How to use the oscilloscope

I have two Hameg HM507 oscilloscopes kindly left me by Andrew Derrington. The manual for the HM507 is here:

Previously I used Andrew’s Tektronix oscilloscope; my notes on that are below:

Using the oscilloscope

I’m currently using a Tektronix TDS 210 oscilloscope I’ve borrowed off Andrew Derrington. Its manual is here.
This has 10 horizontal divisions. At the bottom of the screen, it tells you the time/division.
To navigate the menus: the menus appear down the right-hand side of the screen, and you press the button next to that area of the screen in order to select that menu item. So when I say “select setups” or whatever, I mean: look for the menu box labelled “setups”, and press the unlabelled button to the right of that. Hit “Autoset” to let the o’scope adjust the scaling and trigger settings so as to obtain a stable waveform. Using the math menu button, you can add or subtract the two channels. The bottom metal tab of the probe compensation output, and the BNC shields (outer cylinders) are connected to earth ground.

Triggering

The trigger menu button allows you to change between Edge and Video triggering, rising or falling slopes, source (channel 1, channel 2, external, or AC line), mode (auto, normal, single) and coupling (AC, DC, noise reject, high-frequency reject, low-frequency reject). Trigger coupling determines what part of the signal passes onto the trigger circuit. DC coupling passes everything. AC coupling blocks DC. Noise reject reduces the chance of falsely triggering on noise. You might sometimes want to change the “hold off” time, the amount of time after each trigger event during which other trigger events are not necessary. Press “horizontal menu”, then select “hold off” in the bottom menu box. Then you can rotate the knob labelled “holdoff” above the “trigger menu” button to change the hold off time. The value of the hold off time is displayed below the word “hold off” in the bottom menu box. To vary the time between the trigger and the screen centre, use the knob labelled “Horizontal: position”.

Self-calibration

Tektronix suggests you should run the self-calibration procedure if the temperature changes by 5C or more. To do this, disconnect all probes or cables. Then press the “utility” button, then select the “Do self cal” menu box.

Using the probe

The probe has two settings, x1 and x10. To use the full bandwidth of the o’scope, you need to use x10 — at x1, the probe limits the bandwidth of the o’scope. You need to have the o’scope set to match the setting of the probe. To check this, press “Utility”, then select “systemn status”, then “vertical”. Now you can see all the settings for both channels. The probe should usually be set to “10X” in both channels.

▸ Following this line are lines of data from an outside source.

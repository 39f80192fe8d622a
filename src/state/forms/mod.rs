//! Form domain layer
//!
//! The content form's data model, rules and session lifecycle, independent of
//! how it is drawn.

mod error;
mod field;
mod focus;
mod form_state;
mod group;
mod options;
mod record;
mod schema;
mod validator;

pub use error::{FieldPath, SubmitError};
pub use field::{FieldEdit, FieldKind, FieldSpec};
pub use focus::{focus_order, FocusTarget, FormFocus};
pub use form_state::{FormSession, SessionState};
pub use group::MAX_ENTRIES;
pub use options::ContentType;
pub use record::{BaseField, ContentRecord};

Calibrating the oscilloscope probe

You should really do compensation adjustment whenever you use the probe on a new o’scope or channel.

  1. Switch the o’scope on and wait for it to finish its self test.
  2. Now get up a 1kHz square wave on the scope by taking the following steps:
  3. Push “Save/Recall” (top left)
  4. Select “Setups” in the top menu box.
  5. Select “Recall Factory”.
  6. Set the red slider on the probe to x10.
  7. Plug the probe into channel 1 (the BNC socket labelled CH1) on the o’scope.
  8. Attach the probe’s crocodile clip to the bottom (ground) of the two metal tabs at the bottom right of the screen, labelled “Probe Comp ~5V”.
  9. Touch the probe’s tip to the upper metal tab.
  10. Push the “Autoset” button (top right of o’scope).
  11. Within a few seconds, you should see a 1Hz square wave.
  12. If the square wave is distorted, as in the examples below, then take a jeweller’s screwdriver and adjust the red screw trimmer in the probe body, until the wave is square.